Olympio largely pursued a policy of connecting Togo with Britain, the United States and other Western Bloc countries. In 1962, he visited the United States and had a friendly meeting with President John F. Kennedy. In many respects, Olynpio was a cultural link between British and French West Africa; he spoke both languages fluently and connected with the elites in both circles.

==== Togo–Ghana relations ====
One of the defining dynamics during Olympio's presidency was the tense relationship between Ghana and Togo. Kwame Nkrumah and Olympio were initially allies working together to gain independence for their neighbouring countries; however, the two leaders split when fighting over the western part of the German colony, which had become part of the British Gold Coast and eventually part of Ghana. The division resulted in splitting up the land of the Ewe people. Nkrumah proposed openly that Togo and Ghana dissolve the colonial borders and unite, while Olympio sought to have the eastern part of the German colony returned to Togo. The relationship became quite tense, with Olympio referring to Nkrumah as a "black imperialist" and Nkrumah repeatedly threatening Olympio's government.

Relations between the two countries deteriorated after 1961 with multiple assassination attempts against each leader resulting in accusations against the other leader and domestic repression leading to refugees receiving support from the other country. Exiles opposing Nkrumah organized in Togo and exiles opposing Olympio organized in Ghana creating a very tense atmosphere.
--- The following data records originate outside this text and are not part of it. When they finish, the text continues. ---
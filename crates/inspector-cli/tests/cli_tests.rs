//! Integration tests for inspector-cli.
//!
//! Note: Tests use `unwrap`/`expect` which is acceptable in test code.

#![allow(clippy::unwrap_used)]
#![allow(clippy::expect_used)]

use assert_cmd::Command;
use assert_cmd::cargo::cargo_bin_cmd;
use inspector_core::test_utils::create_test_gem;
use inspector_core::test_utils::create_test_tar_gz;
use inspector_core::test_utils::create_test_zip;
use predicates::prelude::*;
use std::io::Read;
use std::io::Write;
use std::net::TcpListener;
use std::path::PathBuf;
use tempfile::TempDir;

fn inspector_cmd() -> Command {
    let mut cmd = cargo_bin_cmd!("inspector");
    for var in [
        "RUST_LOG",
        "HTTP_PROXY",
        "HTTPS_PROXY",
        "ALL_PROXY",
        "http_proxy",
        "https_proxy",
        "all_proxy",
        "INSPECTOR_REGISTRY_URL",
        "INSPECTOR_DOWNLOAD_URL",
        "INSPECTOR_ENTROPY_THRESHOLD",
    ] {
        cmd.env_remove(var);
    }
    cmd
}

fn write_fixture(dir: &TempDir, name: &str, data: &[u8]) -> PathBuf {
    let path = dir.path().join(name);
    std::fs::write(&path, data).expect("failed to write fixture");
    path
}

fn demo_gem(dir: &TempDir) -> PathBuf {
    let gem = create_test_gem(
        b"--- !ruby/object:Gem::Specification\nname: demo\n",
        vec![
            ("lib/demo.rb", b"module Demo\n  VERSION = '1.0'\nend\n"),
            ("lib/demo/cache.pyc", b"\x42\x0d\x0d\x0a\x00\x00\x00\x00"),
        ],
    );
    write_fixture(dir, "demo-1.0.gem", &gem)
}

/// Answers every request with the same JSON body until the test exits.
fn serve_json(body: &'static str) -> String {
    let listener = TcpListener::bind("127.0.0.1:0").expect("failed to bind");
    let addr = listener.local_addr().expect("no local address");

    std::thread::spawn(move || {
        for mut socket in listener.incoming().flatten() {
            let mut request = Vec::new();
            let mut buf = [0u8; 1024];
            while !request.windows(4).any(|w| w == b"\r\n\r\n") {
                match socket.read(&mut buf) {
                    Ok(0) | Err(_) => break,
                    Ok(n) => request.extend_from_slice(&buf[..n]),
                }
            }
            let response = format!(
                "HTTP/1.1 200 OK\r\nContent-Type: application/json\r\nContent-Length: {}\r\nConnection: close\r\n\r\n{body}",
                body.len()
            );
            let _ = socket.write_all(response.as_bytes());
        }
    });

    format!("http://{addr}")
}

const RELEASES: &str = r#"[
    {"number": "1.0", "platform": "ruby"},
    {"number": "1.0", "platform": "java"},
    {"number": "0.9", "platform": "ruby"}
]"#;

#[test]
fn test_version_flag() {
    inspector_cmd()
        .arg("--version")
        .assert()
        .success()
        .stdout(predicate::str::contains("inspector"));
}

#[test]
fn test_help_flag() {
    inspector_cmd()
        .arg("--help")
        .assert()
        .success()
        .stdout(predicate::str::contains("inspecting published package"))
        .stdout(predicate::str::contains("inspect-file"));
}

#[test]
fn test_inspect_file_lists_gem() {
    let temp = TempDir::new().expect("failed to create temp dir");
    let gem = demo_gem(&temp);

    inspector_cmd()
        .arg("inspect-file")
        .arg(&gem)
        .assert()
        .success()
        .stdout(predicate::str::contains("demo-1.0.gem (nested-tar"))
        .stdout(predicate::str::contains("metadata.gz"))
        .stdout(predicate::str::contains("data.tar.gz/lib/demo.rb"));
}

#[test]
fn test_inspect_file_quiet_listing_has_no_header() {
    let temp = TempDir::new().expect("failed to create temp dir");
    let gem = demo_gem(&temp);

    inspector_cmd()
        .arg("--quiet")
        .arg("inspect-file")
        .arg(&gem)
        .assert()
        .success()
        .stdout(predicate::str::contains("nested-tar").not())
        .stdout(predicate::str::contains("data.tar.gz/lib/demo.rb"));
}

#[test]
fn test_inspect_file_shows_findings_and_text() {
    let temp = TempDir::new().expect("failed to create temp dir");
    let gem = demo_gem(&temp);

    inspector_cmd()
        .arg("inspect-file")
        .arg(&gem)
        .arg("data.tar.gz/lib/demo.rb")
        .assert()
        .success()
        .stdout(predicate::str::contains("SHA-256: "))
        .stdout(predicate::str::contains("Entropy: "))
        .stdout(predicate::str::contains("VERSION = '1.0'"));
}

#[test]
fn test_inspect_file_flags_compiled_bytecode() {
    let temp = TempDir::new().expect("failed to create temp dir");
    let gem = demo_gem(&temp);

    inspector_cmd()
        .arg("inspect-file")
        .arg(&gem)
        .arg("data.tar.gz/lib/demo/cache.pyc")
        .assert()
        .success()
        .stdout(predicate::str::contains("Compiled Python Bytecode"));
}

#[test]
fn test_inspect_file_ungzips_metadata() {
    let temp = TempDir::new().expect("failed to create temp dir");
    let gem = demo_gem(&temp);

    inspector_cmd()
        .arg("inspect-file")
        .arg(&gem)
        .arg("metadata.gz")
        .assert()
        .success()
        .stdout(predicate::str::contains("name: demo"));
}

#[test]
fn test_inspect_file_high_entropy() {
    let temp = TempDir::new().expect("failed to create temp dir");
    let noise: Vec<u8> = (0..4096u32).map(|i| (i % 256) as u8).collect();
    let zip = write_fixture(&temp, "blob.zip", &create_test_zip(vec![("blob.bin", &noise)]));

    inspector_cmd()
        .arg("inspect-file")
        .arg(&zip)
        .arg("blob.bin")
        .assert()
        .success()
        .stdout(predicate::str::contains("Entropy: 8.0 (HIGH)"))
        .stdout(predicate::str::contains("Binary files are not supported."));
}

#[test]
fn test_inspect_file_entropy_threshold_flag() {
    let temp = TempDir::new().expect("failed to create temp dir");
    let half: Vec<u8> = (0..4096u32).map(|i| (i % 16) as u8).collect();
    let archive = write_fixture(
        &temp,
        "pkg-1.0.tar.gz",
        &create_test_tar_gz(vec![("pkg/data.bin", &half)]),
    );

    inspector_cmd()
        .args(["--entropy-threshold", "3.5", "inspect-file"])
        .arg(&archive)
        .arg("pkg/data.bin")
        .assert()
        .success()
        .stdout(predicate::str::contains("Entropy: 4.0 (HIGH)"));

    inspector_cmd()
        .arg("inspect-file")
        .arg(&archive)
        .arg("pkg/data.bin")
        .assert()
        .success()
        .stdout(predicate::str::contains("(HIGH)").not());
}

#[test]
fn test_inspect_file_json_listing() {
    let temp = TempDir::new().expect("failed to create temp dir");
    let archive = write_fixture(
        &temp,
        "pkg-1.0.tar.gz",
        &create_test_tar_gz(vec![("pkg/setup.py", b"print('hi')\n"), ("pkg/README", b"hi")]),
    );

    let output = inspector_cmd()
        .arg("--json")
        .arg("inspect-file")
        .arg(&archive)
        .output()
        .expect("failed to run inspector");
    assert!(output.status.success());

    let json: serde_json::Value = serde_json::from_slice(&output.stdout).unwrap();
    assert_eq!(json["status"], "success");
    assert_eq!(json["data"]["format"], "tar.gz");
    assert_eq!(json["data"]["entries"][0], "pkg/setup.py");
    assert_eq!(json["data"]["entries"][1], "pkg/README");
}

#[test]
fn test_inspect_file_json_findings() {
    let temp = TempDir::new().expect("failed to create temp dir");
    let zip = write_fixture(&temp, "w.whl", &create_test_zip(vec![("a.py", b"x = 1\n")]));

    let output = inspector_cmd()
        .arg("--json")
        .arg("inspect-file")
        .arg(&zip)
        .arg("a.py")
        .output()
        .expect("failed to run inspector");
    assert!(output.status.success());

    let json: serde_json::Value = serde_json::from_slice(&output.stdout).unwrap();
    assert_eq!(json["operation"], "inspect-file");
    let findings = json["data"]["findings"].as_array().unwrap();
    assert_eq!(findings[0]["label"], "SHA-256");
    assert_eq!(findings[1]["label"], "Entropy");
    assert_eq!(json["data"]["contents"]["kind"], "text");
    assert_eq!(json["data"]["contents"]["syntax"], "py");
}

#[test]
fn test_inspect_file_unsupported_format() {
    let temp = TempDir::new().expect("failed to create temp dir");
    let path = write_fixture(&temp, "archive.rar", b"Rar!\x1a\x07\x00");

    inspector_cmd()
        .arg("inspect-file")
        .arg(&path)
        .assert()
        .failure()
        .stderr(predicate::str::contains("not supported"));
}

#[test]
fn test_inspect_file_missing_entry() {
    let temp = TempDir::new().expect("failed to create temp dir");
    let gem = demo_gem(&temp);

    inspector_cmd()
        .arg("inspect-file")
        .arg(&gem)
        .arg("data.tar.gz/lib/missing.rb")
        .assert()
        .failure()
        .stderr(predicate::str::contains("not found in demo-1.0.gem"))
        .stderr(predicate::str::contains("HINT"));
}

#[test]
fn test_inspect_file_corrupt_archive() {
    let temp = TempDir::new().expect("failed to create temp dir");
    let path = write_fixture(&temp, "broken.zip", b"PK\x03\x04 not really a zip");

    inspector_cmd()
        .arg("inspect-file")
        .arg(&path)
        .assert()
        .failure()
        .stderr(predicate::str::contains("Invalid archive broken.zip"));
}

#[test]
fn test_inspect_file_json_error() {
    let temp = TempDir::new().expect("failed to create temp dir");
    let missing = temp.path().join("absent.gem");

    let output = inspector_cmd()
        .arg("--json")
        .arg("inspect-file")
        .arg(&missing)
        .output()
        .expect("failed to run inspector");
    assert!(!output.status.success());

    let json: serde_json::Value = serde_json::from_slice(&output.stdout).unwrap();
    assert_eq!(json["operation"], "inspect-file");
    assert_eq!(json["status"], "error");
    assert!(json["error"].as_str().unwrap().contains("absent.gem"));
}

#[test]
fn test_show_refuses_compiled_files() {
    inspector_cmd()
        .args(["show", "demo", "1.0", "lib/demo/cache.pyc"])
        .assert()
        .failure()
        .stderr(predicate::str::contains("compiled bytecode"))
        .stderr(predicate::str::contains("inspector decompile"));
}

#[test]
fn test_versions_unreachable_registry() {
    inspector_cmd()
        .args(["--registry-url", "http://127.0.0.1:9", "--timeout", "5"])
        .args(["versions", "rake"])
        .assert()
        .failure()
        .stderr(predicate::str::contains("Upstream unavailable"));
}

#[test]
fn test_invalid_entropy_threshold() {
    inspector_cmd()
        .args(["--entropy-threshold", "9", "versions", "rake"])
        .assert()
        .failure()
        .stderr(predicate::str::contains("between 0 and 8"));
}

#[test]
fn test_completion_bash() {
    inspector_cmd()
        .args(["completion", "bash"])
        .assert()
        .success()
        .stdout(predicate::str::contains("inspector"));
}

#[test]
fn test_distributions_lists_platform_builds() {
    let registry = serve_json(RELEASES);

    inspector_cmd()
        .args(["--registry-url", &registry])
        .args(["--download-url", "https://dl.example"])
        .args(["distributions", "demo", "1.0"])
        .assert()
        .success()
        .stdout(predicate::str::contains("demo 1.0 (2 distributions)"))
        .stdout(predicate::str::contains("demo-1.0.gem"))
        .stdout(predicate::str::contains("demo-1.0-java.gem"));
}

#[test]
fn test_distributions_json_carries_download_urls() {
    let registry = serve_json(RELEASES);

    let output = inspector_cmd()
        .args(["--json", "--registry-url", &registry])
        .args(["--download-url", "https://dl.example"])
        .args(["distributions", "demo", "1.0"])
        .output()
        .expect("failed to run inspector");
    assert!(output.status.success());

    let json: serde_json::Value = serde_json::from_slice(&output.stdout).unwrap();
    let builds = json["data"]["distributions"].as_array().unwrap();
    assert_eq!(builds.len(), 2);
    assert_eq!(builds[0]["platform"], "ruby");
    assert_eq!(builds[0]["url"], "https://dl.example/gems/demo-1.0.gem");
    assert_eq!(builds[1]["filename"], "demo-1.0-java.gem");
}

#[test]
fn test_distributions_unknown_version() {
    let registry = serve_json(RELEASES);

    inspector_cmd()
        .args(["--registry-url", &registry])
        .args(["distributions", "demo", "2.0"])
        .assert()
        .failure()
        .stderr(predicate::str::contains("Release 2.0 of 'demo' not found"));
}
==== Togo–France relations ====
The French initially treated Olympio with significant hostility during the transition to independence and later, after Olympio became President in 1961, the French became concerned that he was largely aligned with British and American interests. Olympio adopted a unique position for early independent African leaders of former French territories. Although he tried to rely on little foreign aid, when necessary he relied on German aid rather than French aid. He was not part of the alliances between France and their ex-colonies (notably not joining the African and Malagasy Union) and fostered connections with former British colonies (namely Nigeria) and the United States. Eventually, he began to improve relations with France and when relations with Ghana were at their most tense, he secured a defense pact with the French in order to ensure protection for Togo.

=== Domestic politics ===
Domestic politics was largely defined by Olympio's efforts to restrain spending and develop his country without being reliant on outside support and repression of opposition parties.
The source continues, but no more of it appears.